**EXERCISE DETAILS:** Across all the records, filter for lines with the word "MissingColon" and copy them.

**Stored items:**

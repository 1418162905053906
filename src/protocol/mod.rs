//! Line-oriented text protocol.
//!
//! Every message is one line of the form `COMMAND:payload`. A line without
//! a colon is a format error; the server answers it with `REJECTED` and
//! keeps the turn open.

pub mod command;
pub mod message;

pub use command::{parse_command, Command, ProtocolError};
pub use message::{parse_path, GameStart, Message, MovePath, TurnOrder, Verdict};
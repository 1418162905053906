//! Seat identification and per-seat data storage.
//!
//! ## Seat
//!
//! A session seats exactly two players. Seat 0 plays Red and moves first,
//! seat 1 plays Black.
//!
//! ## SeatMap
//!
//! Fixed two-entry storage indexable by `Seat`.

use serde::{Deserialize, Serialize};
use std::ops::{Index, IndexMut};

use super::color::Color;

/// One of the two seats at a board.
#[derive(Clone, Copy, Debug, PartialEq, Eq, Hash, Serialize, Deserialize)]
pub struct Seat(u8);

impl Seat {
    /// The seat that moves first (Red).
    pub const FIRST: Seat = Seat(0);
    /// The seat that moves second (Black).
    pub const SECOND: Seat = Seat(1);

    /// Both seats in turn order.
    pub const ALL: [Seat; 2] = [Seat::FIRST, Seat::SECOND];

    /// Get the raw seat index (0 or 1).
    #[must_use]
    pub const fn index(self) -> usize {
        self.0 as usize
    }

    /// The opponent's seat.
    #[must_use]
    pub const fn other(self) -> Seat {
        Seat(1 - self.0)
    }

    /// The color played from this seat.
    #[must_use]
    pub const fn color(self) -> Color {
        match self.0 {
            0 => Color::Red,
            _ => Color::Black,
        }
    }
}

impl std::fmt::Display for Seat {
    fn fmt(&self, f: &mut std::fmt::Formatter<'_>) -> std::fmt::Result {
        write!(f, "Seat {}", self.0)
    }
}

/// Per-seat data storage.
///
/// ## Example
///
/// ```
/// use rust_checkers::core::{Seat, SeatMap};
///
/// let mut names = SeatMap::new(["alice", "bob"]);
/// assert_eq!(names[Seat::FIRST], "alice");
///
/// names[Seat::SECOND] = "carol";
/// assert_eq!(names[Seat::FIRST.other()], "carol");
/// ```
#[derive(Clone, Debug, PartialEq, Eq, Hash, Serialize, Deserialize)]
pub struct SeatMap<T> {
    data: [T; 2],
}

impl<T> SeatMap<T> {
    /// Create from values in seating order.
    pub fn new(data: [T; 2]) -> Self {
        Self { data }
    }

    /// Create with values from a factory function.
    pub fn from_fn(factory: impl Fn(Seat) -> T) -> Self {
        Self {
            data: [factory(Seat::FIRST), factory(Seat::SECOND)],
        }
    }

    #[must_use]
    pub fn get(&self, seat: Seat) -> &T {
        &self.data[seat.index()]
    }

    pub fn get_mut(&mut self, seat: Seat) -> &mut T {
        &mut self.data[seat.index()]
    }

    /// Borrow both entries mutably, the given seat's first.
    pub fn pair_mut(&mut self, seat: Seat) -> (&mut T, &mut T) {
        let [first, second] = &mut self.data;
        if seat == Seat::FIRST {
            (first, second)
        } else {
            (second, first)
        }
    }

    /// Iterate over (Seat, &T) pairs.
    pub fn iter(&self) -> impl Iterator<Item = (Seat, &T)> {
        Seat::ALL.into_iter().zip(self.data.iter())
    }

    /// Consume the map, returning values in seating order.
    pub fn into_inner(self) -> [T; 2] {
        self.data
    }
}

impl<T> Index<Seat> for SeatMap<T> {
    type Output = T;

    fn index(&self, seat: Seat) -> &Self::Output {
        self.get(seat)
    }
}

impl<T> IndexMut<Seat> for SeatMap<T> {
    fn index_mut(&mut self, seat: Seat) -> &mut Self::Output {
        self.get_mut(seat)
    }
}
//! Byte-stream plumbing between sessions and remote players.
//!
//! - `LineReader` / `LineWriter`: newline framing over any `Read` / `Write`
//! - `RemotePlayer`: the `Player` capability over such a pair, typically
//!   the two halves of a `TcpStream`

pub mod line;
pub mod remote;

pub use line::{LineReader, LineWriter, MAX_LINE_LEN};
pub use remote::RemotePlayer;
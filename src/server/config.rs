//! Server configuration.
//!
//! Loaded from TOML, with every field optional:
//!
//! ```toml
//! host = "0.0.0.0"
//! ports = { start = 8080, end = 8090 }
//! seed = 42
//! max_sessions = 1
//!
//! [board]
//! size = 8
//! starting_rows = 3
//! ```

use serde::{Deserialize, Serialize};
use std::ops::Range;
use std::path::Path;

use super::server::ServerError;
use crate::core::BoardConfig;

/// Where to listen and what kind of game to host.
#[derive(Clone, Debug, PartialEq, Eq, Serialize, Deserialize)]
#[serde(default)]
pub struct ServerConfig {
    /// Host to bind. `localhost` only accepts local connections.
    pub host: String,

    /// Ports tried in order; the first free one is used.
    pub ports: Range<u16>,

    /// Board used for every session.
    pub board: BoardConfig,

    /// Seed for seat shuffling. Random when unset.
    pub seed: Option<u64>,

    /// Stop accepting after this many sessions. Unbounded when unset.
    pub max_sessions: Option<usize>,
}

impl Default for ServerConfig {
    fn default() -> Self {
        Self {
            host: "localhost".to_string(),
            ports: 8080..8090,
            board: BoardConfig::default(),
            seed: None,
            max_sessions: None,
        }
    }
}

impl ServerConfig {
    /// Parse a TOML document.
    pub fn from_toml_str(text: &str) -> Result<Self, ServerError> {
        Ok(toml::from_str(text)?)
    }

    /// Read and parse a TOML file.
    pub fn load(path: &Path) -> Result<Self, ServerError> {
        let text = std::fs::read_to_string(path)?;
        Self::from_toml_str(&text)
    }

    #[must_use]
    pub fn with_host(mut self, host: impl Into<String>) -> Self {
        self.host = host.into();
        self
    }

    #[must_use]
    pub fn with_ports(mut self, ports: Range<u16>) -> Self {
        self.ports = ports;
        self
    }

    #[must_use]
    pub fn with_board(mut self, board: BoardConfig) -> Self {
        self.board = board;
        self
    }

    #[must_use]
    pub fn with_seed(mut self, seed: u64) -> Self {
        self.seed = Some(seed);
        self
    }

    #[must_use]
    pub fn with_max_sessions(mut self, max: usize) -> Self {
        self.max_sessions = Some(max);
        self
    }

    /// Check the board layout and that at least one port will be tried.
    pub fn validate(&self) -> Result<(), ServerError> {
        self.board.validate()?;
        if self.ports.is_empty() {
            return Err(ServerError::NoPortAvailable {
                host: self.host.clone(),
                ports: self.ports.clone(),
            });
        }
        Ok(())
    }
}
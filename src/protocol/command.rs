//! Raw `COMMAND:payload` lines.

use crate::core::ParsePositionError;

/// Protocol-level errors.
#[derive(Clone, Debug, PartialEq, Eq, thiserror::Error)]
pub enum ProtocolError {
    #[error("command {0:?} did not contain a colon")]
    MissingColon(String),

    #[error("unknown command {0:?}")]
    UnknownCommand(String),

    #[error("missing field {0:?}")]
    MissingField(&'static str),

    #[error("invalid value {value:?} for field {field:?}")]
    InvalidField { field: String, value: String },

    #[error(transparent)]
    Position(#[from] ParsePositionError),
}

/// One received line, split at its first colon.
#[derive(Clone, Debug, PartialEq, Eq, Hash)]
pub struct Command {
    pub name: String,
    pub payload: String,
}

impl Command {
    pub fn new(name: impl Into<String>, payload: impl Into<String>) -> Self {
        Self {
            name: name.into(),
            payload: payload.into(),
        }
    }
}

/// Split a line into command name and payload.
///
/// Only the first colon separates; the payload may contain more. A line
/// without any colon is a format error.
///
/// ```
/// use rust_checkers::protocol::{parse_command, Command};
///
/// assert_eq!(parse_command("MOVE:b6,a5"), Ok(Command::new("MOVE", "b6,a5")));
/// assert_eq!(parse_command("QUIT:"), Ok(Command::new("QUIT", "")));
/// assert!(parse_command("QUIT").is_err());
/// ```
pub fn parse_command(line: &str) -> Result<Command, ProtocolError> {
    let (name, payload) = line
        .split_once(':')
        .ok_or_else(|| ProtocolError::MissingColon(line.to_string()))?;
    Ok(Command::new(name, payload))
}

**SOLUTION TO THIS EXERCISE:**
    MissingColon(String),
        .ok_or_else(|| ProtocolError::MissingColon(line.to_string()))?;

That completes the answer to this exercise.